Moreover, the emotion/reason divide, as presented above, downplays the role of imagination. Recent discussions of affect remind us of the close relationship between imagination and emotion, and thus broaden out the analytical framework of these secular commentators into a three-cornered conversation between reason, imagination, and emotion, characterised by several levels of complex interaction between each of these. Apologists in the past, such as Dulles, may have emphasised the role of reason too much; apologists in the present face a struggle to reassert the relevance of reason, not just as a covert shaper of emotion, working beneath the surface, but also as an overt participant in the discourse of an era when reason sometimes appears to need to be embodied in emotional forms to gain a hearing in the public space. After being attacked so often by the Enlightenment's children for being irrational, Christianity now appears as an increasingly isolated defender of a visible and undisguised place for reason in public discourse, and of uses of reason which respect the dignity of ordinary people and shape public discourse with integrity, rather than cold-blooded manipulation.

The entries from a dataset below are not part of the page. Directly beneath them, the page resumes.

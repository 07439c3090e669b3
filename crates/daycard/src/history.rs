//! Rolling word history and the banned-word window.
//!
//! [`History`] is kept in append order and never re-sorted by date, so "most
//! recent" always means "appended last" even when two entries share a date.
//!
//! Loading is lenient at every level. A `null` or non-string `word` reads as
//! empty, a `null` or non-array `items` reads as no items, the `date` is kept
//! as written, and an entry that is not an object is skipped on its own.
//! One bad record never costs the rest of the history.

use std::collections::HashSet;

use chrono::NaiveDate;
use serde::{Deserialize, Deserializer, Serialize};
use serde_json::Value;
use tracing::warn;

use crate::cards::TodaySet;

/// Number of days a word stays banned, and the history cap.
pub const DEFAULT_HISTORY_WINDOW: usize = 14;

#[derive(Serialize, Deserialize, Clone, Debug, Default, PartialEq, Eq)]
pub struct HistoryItem {
    #[serde(default, deserialize_with = "string_or_empty")]
    pub word: String,
}

/// One past day's chosen words.
#[derive(Serialize, Deserialize, Clone, Debug, PartialEq, Eq)]
pub struct HistoryEntry {
    /// Calendar date as stored, normally `YYYY-MM-DD`.
    #[serde(default, deserialize_with = "lenient_string")]
    pub date: String,
    #[serde(default, deserialize_with = "lenient_items")]
    pub items: Vec<HistoryItem>,
}

impl HistoryEntry {
    pub fn from_today(date: NaiveDate, today: &TodaySet) -> Self {
        Self {
            date: date.to_string(),
            items: today
                .words()
                .iter()
                .map(|w| HistoryItem {
                    word: (*w).to_string(),
                })
                .collect(),
        }
    }
}

fn lenient_string<'de, D: Deserializer<'de>>(deserializer: D) -> Result<String, D::Error> {
    Ok(match Value::deserialize(deserializer)? {
        Value::String(s) => s,
        Value::Null => String::new(),
        other => other.to_string(),
    })
}

fn string_or_empty<'de, D: Deserializer<'de>>(deserializer: D) -> Result<String, D::Error> {
    Ok(match Value::deserialize(deserializer)? {
        Value::String(s) => s,
        _ => String::new(),
    })
}

fn lenient_items<'de, D: Deserializer<'de>>(
    deserializer: D,
) -> Result<Vec<HistoryItem>, D::Error> {
    let Value::Array(items) = Value::deserialize(deserializer)? else {
        return Ok(Vec::new());
    };
    Ok(items
        .into_iter()
        .map(|item| serde_json::from_value(item).unwrap_or_default())
        .collect())
}

/// Ordered sequence of [`HistoryEntry`], oldest first.
#[derive(Serialize, Clone, Debug, Default, PartialEq, Eq)]
#[serde(transparent)]
pub struct History(Vec<HistoryEntry>);

impl<'de> Deserialize<'de> for History {
    fn deserialize<D: Deserializer<'de>>(deserializer: D) -> Result<Self, D::Error> {
        let raw = Vec::<Value>::deserialize(deserializer)?;
        let entries: Vec<HistoryEntry> = raw
            .into_iter()
            .enumerate()
            .filter_map(|(index, value)| match serde_json::from_value(value) {
                Ok(entry) => Some(entry),
                Err(e) => {
                    warn!("skipping history entry {index}: {e}");
                    None
                }
            })
            .collect();
        Ok(Self(entries))
    }
}

impl History {
    pub fn new(entries: Vec<HistoryEntry>) -> Self {
        Self(entries)
    }

    pub fn entries(&self) -> &[HistoryEntry] {
        &self.0
    }

    pub fn len(&self) -> usize {
        self.0.len()
    }

    pub fn is_empty(&self) -> bool {
        self.0.is_empty()
    }

    /// The last `window` entries in append order.
    pub fn recent(&self, window: usize) -> &[HistoryEntry] {
        let start = self.0.len().saturating_sub(window);
        &self.0[start..]
    }

    /// Collect the trimmed, non-empty words of the last `window` entries.
    pub fn banned_words(&self, window: usize) -> BannedWords {
        BannedWords(
            self.recent(window)
                .iter()
                .flat_map(|entry| entry.items.iter())
                .map(|item| item.word.trim())
                .filter(|w| !w.is_empty())
                .map(str::to_string)
                .collect(),
        )
    }

    /// Append `entry` and drop the oldest entries beyond `cap`.
    pub fn push_capped(&mut self, entry: HistoryEntry, cap: usize) {
        self.0.push(entry);
        let excess = self.0.len().saturating_sub(cap);
        if excess > 0 {
            self.0.drain(..excess);
        }
    }
}

/// Words that must not be reused. Membership is exact string equality.
#[derive(Clone, Debug, Default, PartialEq, Eq)]
pub struct BannedWords(HashSet<String>);

impl BannedWords {
    pub fn contains(&self, word: &str) -> bool {
        self.0.contains(word)
    }

    pub fn len(&self) -> usize {
        self.0.len()
    }

    pub fn is_empty(&self) -> bool {
        self.0.is_empty()
    }

    /// Words in lexicographic order, for stable prompts and listings.
    pub fn sorted(&self) -> Vec<&str> {
        let mut words: Vec<&str> = self.0.iter().map(String::as_str).collect();
        words.sort_unstable();
        words
    }
}

impl<S: Into<String>> FromIterator<S> for BannedWords {
    fn from_iter<I: IntoIterator<Item = S>>(iter: I) -> Self {
        Self(iter.into_iter().map(Into::into).collect())
    }
}

#[cfg(test)]
mod tests {
    use super::*;
    use crate::cards::fixtures::today_set;

    fn day(n: u32, words: &[&str]) -> HistoryEntry {
        HistoryEntry {
            date: format!("2024-01-{n:02}"),
            items: words
                .iter()
                .map(|w| HistoryItem {
                    word: (*w).to_string(),
                })
                .collect(),
        }
    }

    #[test]
    fn empty_history_bans_nothing() {
        let banned = History::default().banned_words(DEFAULT_HISTORY_WINDOW);
        assert!(banned.is_empty());
    }

    #[test]
    fn words_are_trimmed_deduplicated_and_non_empty() {
        let history = History::new(vec![
            day(1, &["  deadline ", "", "   "]),
            day(2, &["deadline", "postpone"]),
        ]);
        let banned = history.banned_words(14);
        assert_eq!(banned.sorted(), vec!["deadline", "postpone"]);
        assert!(!banned.contains("  deadline "));
    }

    #[test]
    fn only_the_last_window_entries_count() {
        let entries: Vec<HistoryEntry> = (1..=20)
            .map(|n| day(n, &[format!("w{n}").as_str()]))
            .collect();
        let history = History::new(entries);
        let banned = history.banned_words(14);
        assert_eq!(banned.len(), 14);
        assert!(!banned.contains("w6"));
        assert!(banned.contains("w7"));
        assert!(banned.contains("w20"));
    }

    #[test]
    fn window_follows_append_order_not_dates() {
        // Dates go backwards; the appended-last entries still win.
        let history = History::new(vec![day(9, &["old"]), day(3, &["new"])]);
        let banned = history.banned_words(1);
        assert!(banned.contains("new"));
        assert!(!banned.contains("old"));
    }

    #[test]
    fn matching_is_case_sensitive() {
        let history = History::new(vec![day(1, &["Deadline"])]);
        let banned = history.banned_words(14);
        assert!(banned.contains("Deadline"));
        assert!(!banned.contains("deadline"));
    }

    #[test]
    fn push_capped_keeps_most_recent() {
        let mut history = History::new((1..=14).map(|n| day(n, &["x"])).collect());
        history.push_capped(day(15, &["y"]), 14);
        assert_eq!(history.len(), 14);
        assert_eq!(history.entries()[0].date, "2024-01-02");
        assert_eq!(history.entries()[13].date, "2024-01-15");
    }

    #[test]
    fn push_capped_grows_short_history() {
        let mut history = History::new(vec![day(1, &["x"])]);
        history.push_capped(day(2, &["y"]), 14);
        assert_eq!(history.len(), 2);
    }

    #[test]
    fn entry_from_today_lists_words_in_order() {
        let date = NaiveDate::from_ymd_opt(2024, 1, 2).unwrap();
        let entry = HistoryEntry::from_today(date, &today_set(["a", "b", "c"]));
        let words: Vec<&str> = entry.items.iter().map(|i| i.word.as_str()).collect();
        assert_eq!(words, vec!["a", "b", "c"]);
        assert_eq!(entry.date, "2024-01-02");
    }

    #[test]
    fn document_format_matches_stored_history() {
        let raw = r#"[{"date":"2024-01-01","items":[{"word":"deadline"}]}]"#;
        let history: History = serde_json::from_str(raw).unwrap();
        assert_eq!(history.len(), 1);
        assert_eq!(history.entries()[0].items[0].word, "deadline");
        assert_eq!(serde_json::to_string(&history).unwrap(), raw);
    }

    #[test]
    fn tolerates_missing_items_and_words() {
        let raw = r#"[{"date":"2024-01-01"},{"date":"2024-01-02","items":[{}]}]"#;
        let history: History = serde_json::from_str(raw).unwrap();
        assert!(history.banned_words(14).is_empty());
    }

    #[test]
    fn null_word_does_not_discard_other_entries() {
        let raw = r#"[
            {"date":"2024-01-01","items":[{"word":"deadline"}]},
            {"date":"2024-01-02","items":[{"word":null},{"word":5},{"word":" postpone "}]}
        ]"#;
        let history: History = serde_json::from_str(raw).unwrap();
        assert_eq!(history.len(), 2);
        assert_eq!(history.banned_words(14).sorted(), vec!["deadline", "postpone"]);
    }

    #[test]
    fn null_items_and_odd_dates_are_kept() {
        let raw = r#"[
            {"date":"2024-01-01","items":null},
            {"date":"Jan 2nd","items":[{"word":"deadline"}]},
            {"date":null,"items":[{"word":"circle back"}, "stray"]}
        ]"#;
        let history: History = serde_json::from_str(raw).unwrap();
        assert_eq!(history.len(), 3);
        assert!(history.entries()[0].items.is_empty());
        assert_eq!(history.entries()[1].date, "Jan 2nd");
        assert_eq!(history.entries()[2].date, "");
        assert_eq!(
            history.banned_words(14).sorted(),
            vec!["circle back", "deadline"]
        );
    }

    #[test]
    fn non_object_entries_are_skipped_individually() {
        let raw = r#"[null, "junk", {"date":"2024-01-03","items":[{"word":"deadline"}]}]"#;
        let history: History = serde_json::from_str(raw).unwrap();
        assert_eq!(history.len(), 1);
        assert!(history.banned_words(14).contains("deadline"));
    }
}
use std::collections::BTreeSet;
use std::fs::File;
use std::io::{BufReader, Read};
use std::path::Path;

use estate_core::schema::{self, CategoryColumn};
use zip::result::ZipError;
use zip::ZipArchive;

use crate::row::{ReferenceRow, REQUIRED_COLUMNS};
use crate::{DatasetError, Result};

/// The in-memory reference dataset. Read-only after load.
#[derive(Debug, Clone, Default)]
pub struct ReferenceDataset {
    rows: Vec<ReferenceRow>,
}

impl ReferenceDataset {
    pub fn from_rows(rows: Vec<ReferenceRow>) -> Self {
        Self { rows }
    }

    /// Open the zip archive at `path` and parse the CSV stored as `entry`.
    pub fn load_archive(path: &Path, entry: &str) -> Result<Self> {
        let file = File::open(path).map_err(|source| DatasetError::Open {
            path: path.to_path_buf(),
            source,
        })?;
        let mut archive = ZipArchive::new(BufReader::new(file))?;
        let csv_entry = archive.by_name(entry).map_err(|e| match e {
            ZipError::FileNotFound => DatasetError::MissingEntry {
                path: path.to_path_buf(),
                entry: entry.to_string(),
            },
            other => DatasetError::Archive(other),
        })?;

        let dataset = Self::from_csv_reader(csv_entry)?;
        tracing::info!(
            path = %path.display(),
            entry,
            rows = dataset.len(),
            "reference dataset loaded"
        );
        Ok(dataset)
    }

    /// Parse CSV with a header row. Every required column must be present.
    pub fn from_csv_reader<R: Read>(reader: R) -> Result<Self> {
        let mut reader = csv::ReaderBuilder::new()
            .has_headers(true)
            .from_reader(reader);

        let headers = reader.headers()?.clone();
        for required in REQUIRED_COLUMNS {
            if !headers.iter().any(|h| h == required) {
                return Err(DatasetError::MissingColumn(required));
            }
        }

        let rows = reader
            .deserialize::<ReferenceRow>()
            .collect::<std::result::Result<Vec<_>, _>>()?;
        if rows.is_empty() {
            return Err(DatasetError::Empty);
        }
        Ok(Self { rows })
    }

    pub fn rows(&self) -> &[ReferenceRow] {
        &self.rows
    }

    pub fn len(&self) -> usize {
        self.rows.len()
    }

    pub fn is_empty(&self) -> bool {
        self.rows.is_empty()
    }

    /// Sorted, deduplicated values observed in a categorical column.
    pub fn distinct_values(&self, column: CategoryColumn) -> Vec<String> {
        self.rows
            .iter()
            .map(|r| r.category(column))
            .collect::<BTreeSet<_>>()
            .into_iter()
            .map(str::to_string)
            .collect()
    }

    /// Names of the placeholder columns (`Nearby_Schools`, `Nearby_Hospitals`)
    /// for which the dataset carries more than one distinct value.
    pub fn placeholder_variation(&self) -> Vec<&'static str> {
        let mut varying = Vec::new();
        if varies(self.rows.iter().filter_map(|r| r.nearby_schools)) {
            varying.push(schema::NEARBY_SCHOOLS);
        }
        if varies(self.rows.iter().filter_map(|r| r.nearby_hospitals)) {
            varying.push(schema::NEARBY_HOSPITALS);
        }
        varying
    }
}

fn varies(mut values: impl Iterator<Item = f64>) -> bool {
    match values.next() {
        Some(first) => values.any(|v| v != first),
        None => false,
    }
}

As apologists wrestle with these issues, the affective turn in theology and philosophy and the turn to emotion and imagination in the public square have stimulated many new lines of enquiry. Alongside the traditional research into direct forms of apologetics, often based on logical argument, increasing attention is being paid to indirect forms of apologia, many of which centre on imagination and emotion, sometimes involving literary and other arts. All around the world, apologists have been reflecting on these matters and many innovative approaches are being explored. At the popular level, ministries of evangelization such as Bishop Robert Barron's Word on Fire Institute or the Alpha and Christianity Explored courses include increasingly subtle and varied elements of popular apologetics in their presentations, together with progressively more sophisticated use of the internet.Footnote 40 At the academic level, initiatives abound. Alister McGrath, for instance, has related a broad vision of natural theology to the field of apologetics, suggesting that this can facilitate the attempts of apologetics to ‘open up alternative readings of our world … by capturing the cultural imagination with a richer and deeper vision of reality … This re-orientation will not arise from the cold certainties of closed logical argument, but from the open imaginative embrace of a luminous and compelling vision of truth, beauty, and goodness’.Footnote 41
Attempts to communicate such visions in face of the limits of ‘the immanent frame’Footnote 42 of the Western social imaginary may benefit from analysis of the most successful forms of secular advocacy. Such analysis also has the potential to provide apposite conceptual tools and to assist apologists in creating strategies which combine reason and affect in balanced, holistic, and relevant apologetics. The Overton Window is one such conceptual tool of value in this secular age. The immanent frame appears to imprison the vision of secular societies within a compressed horizon; apologetics is concerned with changes of understanding, yet to change a social imaginary might seem like changing the colour of the sky or relocating the horizon. If social imaginaries are more mosaics than monoliths, however, and multifarious Overton Windows open out from the different pieces which make up those mosaics, then the transcendent re-enchantment of micro-climates within an overall secular horizon may be more achievable than much contemporary commentary might suggest.